Interferon-γ-Dependent Stimulation of Fas Antigen in SV40-Transformed Human Keratinocytes: Modulation of the Apoptotic Process by Protein Kinase C

Abstract

Fas antigen is a cell membrane protein that has been suggested to mediate apoptosis. Using SV40-transformed human keratinocytes, we investigated the Fas-antigen-dependent apoptotic process. The expression of Fas antigen mRNA was markedly induced by interferon-gamma (IFN-gamma) treatment (500 U/ml).

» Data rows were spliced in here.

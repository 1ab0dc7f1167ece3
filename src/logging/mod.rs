//! Logging and observability
//!
//! Structured logging through `tracing`, with:
//! - Pretty or JSON console output
//! - Configurable log levels (overridable through `RUST_LOG`)
//! - Local file logging with rotation
//!
//! # Example
//!
//! ```no_run
//! use concept_exporter::logging::init_logging;
//! use concept_exporter::config::LoggingConfig;
//!
//! let config = LoggingConfig::default();
//! let _guard = init_logging("info", &config).expect("Failed to initialize logging");
//!
//! tracing::info!("Application started");
//! ```

pub mod structured;

pub use structured::{init_logging, LoggingGuard};

/// Log the start of a concept type drain
///
/// # Example
///
/// ```no_run
/// use concept_exporter::log_worker_start;
/// use concept_exporter::domain::{ConceptType, TransactionId};
///
/// let concept_type = ConceptType::new("Brand").unwrap();
/// let tid = TransactionId::generate();
/// log_worker_start!(&concept_type, &tid);
/// ```
#[macro_export]
macro_rules! log_worker_start {
    ($concept_type:expr, $tid:expr) => {
        tracing::info!(
            concept_type = %$concept_type,
            transaction_id = %$tid,
            "Starting concept export"
        );
    };
}

/// Log the completion of a full export
///
/// # Example
///
/// ```no_run
/// use concept_exporter::log_export_complete;
/// use std::time::Duration;
///
/// log_export_complete!("job_1", 2, Duration::from_secs(10));
/// ```
#[macro_export]
macro_rules! log_export_complete {
    ($job_id:expr, $failed:expr, $duration:expr) => {
        tracing::info!(
            job_id = %$job_id,
            failed = $failed,
            duration_ms = $duration.as_millis() as u64,
            "Full export finished"
        );
    };
}

/// Log a retry attempt
///
/// # Example
///
/// ```no_run
/// use concept_exporter::log_retry_attempt;
///
/// log_retry_attempt!(2, 3, "Connection timeout");
/// ```
#[macro_export]
macro_rules! log_retry_attempt {
    ($attempt:expr, $max_attempts:expr, $reason:expr) => {
        tracing::warn!(
            attempt = $attempt,
            max_attempts = $max_attempts,
            reason = %$reason,
            "Retrying operation"
        );
    };
}
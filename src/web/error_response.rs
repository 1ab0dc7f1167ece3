//! HTTP error responses
//!
//! Maps exporter errors to status codes with a JSON `message` body.

use crate::domain::ExporterError;
use axum::{
    http::StatusCode,
    response::{IntoResponse, Response},
    Json,
};
use serde::Serialize;

#[derive(Debug, Serialize)]
pub struct ErrorBody {
    pub message: String,
}

/// Status code for an exporter error
pub fn status_code(error: &ExporterError) -> StatusCode {
    match error {
        ExporterError::JobAlreadyRunning | ExporterError::Validation(_) => StatusCode::BAD_REQUEST,
        ExporterError::Source(_) | ExporterError::Publish(_) => StatusCode::BAD_GATEWAY,
        _ => StatusCode::INTERNAL_SERVER_ERROR,
    }
}

impl IntoResponse for ExporterError {
    fn into_response(self) -> Response {
        let status = status_code(&self);
        let body = ErrorBody {
            message: self.to_string(),
        };
        (status, Json(body)).into_response()
    }
}
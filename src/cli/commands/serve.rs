//! Serve command implementation
//!
//! Runs the HTTP service until a shutdown signal arrives.

use super::load_settings;
use crate::core::export::ExportService;
use crate::web::{self, AppState};
use clap::Args;
use std::sync::Arc;
use tokio::sync::watch;

/// Arguments for the serve command
#[derive(Args, Debug)]
pub struct ServeArgs {
    /// Override the listening port
    #[arg(short, long)]
    pub port: Option<u16>,
}

impl ServeArgs {
    /// Execute the serve command
    pub async fn execute(
        &self,
        config_path: &str,
        shutdown_signal: watch::Receiver<bool>,
    ) -> anyhow::Result<i32> {
        let mut config = match load_settings(config_path) {
            Ok(config) => config,
            Err(e) => {
                tracing::error!(error = %e, "Failed to load configuration");
                eprintln!("Failed to load configuration: {e}");
                return Ok(2);
            }
        };

        if let Some(port) = self.port {
            tracing::info!(port, "Overriding port from CLI");
            config.server.port = port;
        }

        let service = match ExportService::from_config(&config) {
            Ok(service) => service,
            Err(e) => {
                tracing::error!(error = %e, "Failed to initialize export service");
                eprintln!("Failed to initialize export service: {e}");
                return Ok(4);
            }
        };

        tracing::info!(
            supported = ?service.supported(),
            neo4j = %config.neo4j.base_url,
            s3_writer = %config.s3_writer.base_url,
            "Export service ready"
        );

        let state = AppState::new(Arc::new(service), config.application.clone());
        web::serve(&config.server, state, shutdown_signal).await?;

        Ok(0)
    }
}
//! Export RW S3 publisher
//!
//! Uploads finished CSV files to the S3 writer service over HTTP.

use crate::adapters::traits::{ArtifactPublisher, HealthCheck};
use crate::config::{RetryConfig, S3WriterConfig};
use crate::domain::{ExporterError, PublishError, Result, TransactionId};
use async_trait::async_trait;
use reqwest::{Client, ClientBuilder, StatusCode};
use std::time::Duration;

const S3_WRITER_PATH: &str = "/concept/";
const USER_AGENT: &str = "UPP Concept Exporter";

/// HTTP client for the S3 writer
pub struct S3WriterClient {
    client: Client,
    base_url: String,
    health_url: String,
    retry: RetryConfig,
}

impl S3WriterClient {
    /// Creates a client from configuration
    ///
    /// # Errors
    ///
    /// Returns an error if the HTTP client cannot be built.
    pub fn new(config: &S3WriterConfig) -> Result<Self> {
        let client = ClientBuilder::new()
            .timeout(Duration::from_secs(config.timeout_seconds))
            .build()
            .map_err(|e| {
                PublishError::InvalidRequest(format!("Failed to build HTTP client: {e}"))
            })?;

        Ok(Self {
            client,
            base_url: config.base_url.trim_end_matches('/').to_string(),
            health_url: config.health_url(),
            retry: config.retry.clone(),
        })
    }

    fn upload_url(&self, file_name: &str) -> String {
        format!("{}{S3_WRITER_PATH}{file_name}", self.base_url)
    }

    async fn put_once(
        &self,
        url: &str,
        bytes: &[u8],
        tid: &TransactionId,
    ) -> std::result::Result<(), PublishError> {
        let resp = self
            .client
            .put(url)
            .header("User-Agent", USER_AGENT)
            .header("Content-Type", "application/json")
            .header("X-Request-Id", tid.as_str())
            .body(bytes.to_vec())
            .send()
            .await
            .map_err(|e| PublishError::ConnectionFailed(e.to_string()))?;

        let status = resp.status();
        if !status.is_success() {
            return Err(PublishError::UnexpectedStatus {
                status: status.as_u16(),
            });
        }
        Ok(())
    }

    /// Retry a request with exponential backoff
    ///
    /// Only transient failures are retried.
    async fn retry_request<F, Fut>(&self, operation: F) -> std::result::Result<(), PublishError>
    where
        F: Fn() -> Fut,
        Fut: std::future::Future<Output = std::result::Result<(), PublishError>>,
    {
        let mut attempt = 0;

        loop {
            match operation().await {
                Ok(()) => return Ok(()),
                Err(e) if !e.is_transient() || attempt >= self.retry.max_retries => return Err(e),
                Err(e) => {
                    attempt += 1;
                    let delay_ms = backoff_delay_ms(&self.retry, attempt);
                    crate::log_retry_attempt!(attempt, self.retry.max_retries, e);
                    tokio::time::sleep(Duration::from_millis(delay_ms)).await;
                }
            }
        }
    }
}

/// Delay before the given retry attempt (1-based), capped at `max_delay_ms`
fn backoff_delay_ms(retry: &RetryConfig, attempt: usize) -> u64 {
    let exponent = attempt.saturating_sub(1) as i32;
    let delay = retry.initial_delay_ms as f64 * retry.backoff_multiplier.powi(exponent);
    (delay as u64).min(retry.max_delay_ms)
}

#[async_trait]
impl ArtifactPublisher for S3WriterClient {
    async fn upload(&self, bytes: Vec<u8>, file_name: &str, tid: &TransactionId) -> Result<()> {
        let url = self.upload_url(file_name);
        tracing::debug!(
            transaction_id = %tid,
            file_name,
            size = bytes.len(),
            "Uploading file to Export RW S3"
        );

        self.retry_request(|| self.put_once(&url, &bytes, tid))
            .await
            .map_err(ExporterError::from)
    }
}

#[async_trait]
impl HealthCheck for S3WriterClient {
    fn name(&self) -> &str {
        "Export RW S3"
    }

    async fn check_health(&self) -> Result<String> {
        let resp = self
            .client
            .get(&self.health_url)
            .send()
            .await
            .map_err(|e| {
                PublishError::ConnectionFailed(format!(
                    "Error in getting request to check if S3 Writer is good to go: {e}"
                ))
            })?;

        if resp.status() != StatusCode::OK {
            return Err(PublishError::ConnectionFailed(format!(
                "S3 Writer is not good to go. GTG HTTP status code is {}",
                resp.status().as_u16()
            ))
            .into());
        }
        Ok("S3 Writer is good to go.".to_string())
    }
}

#[cfg(test)]
mod tests {
    use super::*;

    fn config(base_url: &str, max_retries: usize) -> S3WriterConfig {
        S3WriterConfig {
            base_url: base_url.to_string(),
            retry: RetryConfig {
                max_retries,
                initial_delay_ms: 1,
                max_delay_ms: 5,
                backoff_multiplier: 2.0,
            },
            ..Default::default()
        }
    }

    fn tid() -> TransactionId {
        TransactionId::new("tid_test").unwrap()
    }

    #[tokio::test]
    async fn test_upload_sends_headers_and_body() {
        let mut server = mockito::Server::new_async().await;
        let mock = server
            .mock("PUT", "/concept/Brand.csv")
            .match_header("user-agent", "UPP Concept Exporter")
            .match_header("content-type", "application/json")
            .match_header("x-request-id", "tid_test")
            .match_body("id,prefLabel,apiUrl\n")
            .with_status(200)
            .expect(1)
            .create_async()
            .await;

        let client = S3WriterClient::new(&config(&server.url(), 0)).unwrap();
        client
            .upload(b"id,prefLabel,apiUrl\n".to_vec(), "Brand.csv", &tid())
            .await
            .unwrap();

        mock.assert_async().await;
    }

    #[tokio::test]
    async fn test_upload_error_status() {
        let mut server = mockito::Server::new_async().await;
        let _mock = server
            .mock("PUT", "/concept/Brand.csv")
            .with_status(400)
            .expect(1)
            .create_async()
            .await;

        let client = S3WriterClient::new(&config(&server.url(), 3)).unwrap();
        let err = client
            .upload(Vec::new(), "Brand.csv", &tid())
            .await
            .unwrap_err();

        assert_eq!(err.to_string(), "Export RW S3 returned HTTP 400");
    }

    #[tokio::test]
    async fn test_upload_retries_server_errors() {
        let mut server = mockito::Server::new_async().await;
        let mock = server
            .mock("PUT", "/concept/Person.csv")
            .with_status(503)
            .expect(3)
            .create_async()
            .await;

        let client = S3WriterClient::new(&config(&server.url(), 2)).unwrap();
        let err = client
            .upload(Vec::new(), "Person.csv", &tid())
            .await
            .unwrap_err();

        assert!(matches!(
            err,
            ExporterError::Publish(PublishError::UnexpectedStatus { status: 503 })
        ));
        mock.assert_async().await;
    }

    #[tokio::test]
    async fn test_health_check() {
        let mut server = mockito::Server::new_async().await;
        let _mock = server
            .mock("GET", "/__gtg")
            .with_status(200)
            .create_async()
            .await;

        let client = S3WriterClient::new(&config(&server.url(), 0)).unwrap();
        assert_eq!(client.check_health().await.unwrap(), "S3 Writer is good to go.");
    }

    #[tokio::test]
    async fn test_health_check_not_good_to_go() {
        let mut server = mockito::Server::new_async().await;
        let _mock = server
            .mock("GET", "/__gtg")
            .with_status(503)
            .create_async()
            .await;

        let client = S3WriterClient::new(&config(&server.url(), 0)).unwrap();
        let err = client.check_health().await.unwrap_err();
        assert!(err.to_string().contains("503"));
    }

    #[test]
    fn test_backoff_delay() {
        let retry = RetryConfig {
            max_retries: 5,
            initial_delay_ms: 100,
            max_delay_ms: 300,
            backoff_multiplier: 2.0,
        };
        assert_eq!(backoff_delay_ms(&retry, 1), 100);
        assert_eq!(backoff_delay_ms(&retry, 2), 200);
        assert_eq!(backoff_delay_ms(&retry, 3), 300);
    }
}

After IFN-gamma treatment in the presence of anti-Fas monoclonal antibody, apoptosis was induced, as detected by the formation of nucleosome-sized fragments of DNA and morphologically by apoptotic cells with round homogeneous nuclear beads detected by acridine orange staining. The apoptotic SV40-transformed keratinocytes were analyzed quantitatively by enzyme-linked immunosorbent assay using antihistone and peroxidase-conjugated anti-DNA antibodies to detect cell death. The IFN-gamma- and anti-Fas antibody-dependent apoptotis was observed by 3 h, and the maximal response was observed by 12 h. The induction of apoptosis was significantly augmented by treatment with 10 ng/ml 12-o-tetradecanoyl-phorbol-13-acetate (TPA). TPA alone had no effect on either Fas antigen expression or on the apoptotic process. Other protein kinase C activators (1-oleoyl-2-acetylglycerol and mezerein) also stimulated IFN-gamma-dependent apoptosis, whereas 4-o-methyl phorbol myristate acetate, a very weak protein kinase C activator, had only a slight effect. The TPA-induced augmentation of apoptosis was inhibited by the protein kinase C inhibitor, 1-(5-isoquinoline-sulfonyl)-2-methyl piperazine dihydrochloride (H-7). However, H-7 inhibited only the TPA-induced augmentation of apoptosis; the basal IFN-gamma- and anti-Fas-dependent apoptosis remained in the presence of H-7. Northern blot analysis revealed that c-jun mRNA was induced by IFN-gamma plus anti-Fas antibody treatment as well as by TPA treatment; the addition of IFN-gamma alone to the incubation medium had no effect on the expression of c-jun mRNA. These results indicate that IFN-gamma induces a Fas-antigen-dependent apoptotic process in SV40-transformed keratinocytes and that TPA augments the process through the activation of protein kinase C.